Katrina "Katie" Schlukebir (born April 29, 1975) is a former professional tennis player from the United States.

Biography
Schlukebir was born in Kalamazoo, Michigan, to insurance agent John and tennis instructor Kathy. On her father's side she is of German and Dutch descent. She is the eldest of three daughters. Her youngest sister, Kristen, also became a professional tennis player. The middle sister, Karie, played tennis at Indiana University, before her death from cancer in 2010.

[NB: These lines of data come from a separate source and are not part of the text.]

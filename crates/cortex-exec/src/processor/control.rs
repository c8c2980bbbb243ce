//! Stepping, dispatch, conditionals and control transfer.

use cortex_core::{Aspect, ConditionalKind, LinkKey, NeuronId, NeuronKind, Opcode, Predefined, Selection};

use super::eval::operands_equal;
use super::{Frame, FrameKind, Processor};
use crate::error::{ExecError, InstructionError};
use crate::instructions;
use crate::trace::{TraceEntry, TracedValue};
use crate::value::Outcome;
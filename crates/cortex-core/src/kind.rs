//! Neuron discriminants and value payloads.
//!
//! [`NeuronKind`] is the "type of neuron" used for polymorphic dispatch: the
//! processor decides how to execute or evaluate a neuron from its kind alone.
//! [`Payload`] is the content of a neuron's `Value` aspect.

use serde::{Deserialize, Serialize};

use crate::id::NeuronId;
use crate::opcode::Opcode;

/// Branching construct selected by a conditional expression.
#[derive(Debug, Clone, Copy, PartialEq, Eq, Hash, Serialize, Deserialize)]
pub enum ConditionalKind {
    /// Executes the first part whose condition holds.
    If,
    /// Compares the `CaseItem` value against each part's condition.
    Case,
    /// Re-selects a part after every pass until none holds.
    Loop,
    /// Runs once per item of the `Collection` expression.
    ForEach,
}

/// The discriminant of a neuron.
#[derive(Debug, Clone, Copy, PartialEq, Eq, Hash, Serialize, Deserialize)]
pub enum NeuronKind {
    /// Plain node without payload.
    Neuron,
    /// Node with ordered children and a meaning.
    Cluster,
    Int,
    Double,
    Text,
    /// Node polled by an external scheduler.
    Timer,
    /// One of the fixed instructions.
    Instruction(Opcode),
    /// `[instruction, args...]`, executed for its side effects.
    Statement,
    /// `[instruction, args...]`, evaluated for its result list.
    ResultStatement,
    /// `[variable, expressions...]`.
    Assignment,
    /// Children are [`NeuronKind::ConditionalPart`]s.
    Conditional(ConditionalKind),
    /// Children are the statements of one branch; the condition hangs off a
    /// `Condition` link.
    ConditionalPart,
    /// Binding local to the processor, restored when a frame exits.
    Variable,
    /// Binding shared by a processor and all of its duplicates.
    Global,
}

impl NeuronKind {
    /// Returns `true` for kinds that own an ordered child list.
    pub fn is_cluster(&self) -> bool {
        matches!(
            self,
            NeuronKind::Cluster
                | NeuronKind::Statement
                | NeuronKind::ResultStatement
                | NeuronKind::Assignment
                | NeuronKind::Conditional(_)
                | NeuronKind::ConditionalPart
        )
    }

    /// Returns `true` for expression kinds the processor executes.
    pub fn is_expression(&self) -> bool {
        matches!(
            self,
            NeuronKind::Statement
                | NeuronKind::ResultStatement
                | NeuronKind::Assignment
                | NeuronKind::Conditional(_)
                | NeuronKind::Variable
                | NeuronKind::Global
        )
    }

    /// The payload a fresh neuron of this kind starts with.
    pub fn default_payload(&self) -> Payload {
        match self {
            NeuronKind::Int => Payload::Int(0),
            NeuronKind::Double => Payload::Double(0.0),
            NeuronKind::Text => Payload::Text(String::new()),
            NeuronKind::Timer => Payload::Timer(TimerState::default()),
            k if k.is_cluster() => Payload::Meaning(NeuronId::EMPTY),
            _ => Payload::Empty,
        }
    }

    /// Returns `true` if `payload` is a valid value for this kind.
    pub fn accepts(&self, payload: &Payload) -> bool {
        match (self, payload) {
            (NeuronKind::Int, Payload::Int(_)) => true,
            (NeuronKind::Double, Payload::Double(_)) => true,
            (NeuronKind::Text, Payload::Text(_)) => true,
            (NeuronKind::Timer, Payload::Timer(_)) => true,
            (k, Payload::Meaning(_)) => k.is_cluster(),
            (k, Payload::Empty) => !k.is_cluster() && k.default_payload() == Payload::Empty,
            _ => false,
        }
    }
}

/// Scheduler-visible state of a timer neuron.
#[derive(Debug, Clone, Copy, PartialEq, Eq, Serialize, Deserialize)]
pub struct TimerState {
    pub active: bool,
    pub interval_ms: u64,
}

impl Default for TimerState {
    fn default() -> Self {
        TimerState {
            active: false,
            interval_ms: 1000,
        }
    }
}

/// Content of a neuron's `Value` aspect.
#[derive(Debug, Clone, PartialEq, Serialize, Deserialize)]
pub enum Payload {
    Empty,
    Int(i64),
    Double(f64),
    Text(String),
    Timer(TimerState),
    /// Meaning of a cluster; `NeuronId::EMPTY` when unset.
    Meaning(NeuronId),
}

impl Payload {
    /// Numeric view of the payload as an integer, if it is a number.
    pub fn as_int(&self) -> Option<i64> {
        match self {
            Payload::Int(v) => Some(*v),
            Payload::Double(v) => Some(*v as i64),
            _ => None,
        }
    }

    /// Numeric view of the payload as a double, if it is a number.
    pub fn as_double(&self) -> Option<f64> {
        match self {
            Payload::Int(v) => Some(*v as f64),
            Payload::Double(v) => Some(*v),
            _ => None,
        }
    }

    pub fn as_text(&self) -> Option<&str> {
        match self {
            Payload::Text(s) => Some(s),
            _ => None,
        }
    }

    /// The cluster meaning, or `None` if unset or not a cluster payload.
    pub fn meaning(&self) -> Option<NeuronId> {
        match self {
            Payload::Meaning(id) if !id.is_empty() => Some(*id),
            _ => None,
        }
    }
}

#[cfg(test)]
mod tests {
    use super::*;

    #[test]
    fn cluster_kinds() {
        assert!(NeuronKind::Cluster.is_cluster());
        assert!(NeuronKind::Statement.is_cluster());
        assert!(NeuronKind::Conditional(ConditionalKind::Loop).is_cluster());
        assert!(!NeuronKind::Int.is_cluster());
        assert!(!NeuronKind::Instruction(Opcode::Add).is_cluster());
    }

    #[test]
    fn default_payloads_are_accepted() {
        let kinds = [
            NeuronKind::Neuron,
            NeuronKind::Cluster,
            NeuronKind::Int,
            NeuronKind::Double,
            NeuronKind::Text,
            NeuronKind::Timer,
            NeuronKind::Variable,
            NeuronKind::Statement,
        ];
        for kind in kinds {
            assert!(kind.accepts(&kind.default_payload()), "{kind:?}");
        }
    }

    #[test]
    fn mismatched_payload_is_rejected() {
        assert!(!NeuronKind::Int.accepts(&Payload::Text("x".into())));
        assert!(!NeuronKind::Neuron.accepts(&Payload::Meaning(NeuronId(5))));
        assert!(!NeuronKind::Cluster.accepts(&Payload::Empty));
    }

    #[test]
    fn numeric_views() {
        assert_eq!(Payload::Int(3).as_double(), Some(3.0));
        assert_eq!(Payload::Double(2.9).as_int(), Some(2));
        assert_eq!(Payload::Text("a".into()).as_int(), None);
        assert_eq!(Payload::Meaning(NeuronId::EMPTY).meaning(), None);
        assert_eq!(Payload::Meaning(NeuronId(9)).meaning(), Some(NeuronId(9)));
    }
}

A right-handed player, Schlukebir started out in tennis aged four, introduced to the sport by her mother. She was runner-up in the girls' doubles event at the 1992 US Open, with partner Julie Steven. Later she played on the collegiate team at Stanford University and in 1997 was a member of the championship winning side. Individually she was a four-time All-American and in the championship year of 1997 won Stanford's award for both "Sophomore Athlete of the Year" and "Woman of the Year". She graduated in 1997 with a degree in psychology, then joined the professional tour full-time.

On the professional circuit, she specialised as a doubles player and peaked at No. 46 in the world. She made two WTA Tour finals, with her only title coming at the 1999 Challenge Bell in Quebec, partnering Amy Frazier.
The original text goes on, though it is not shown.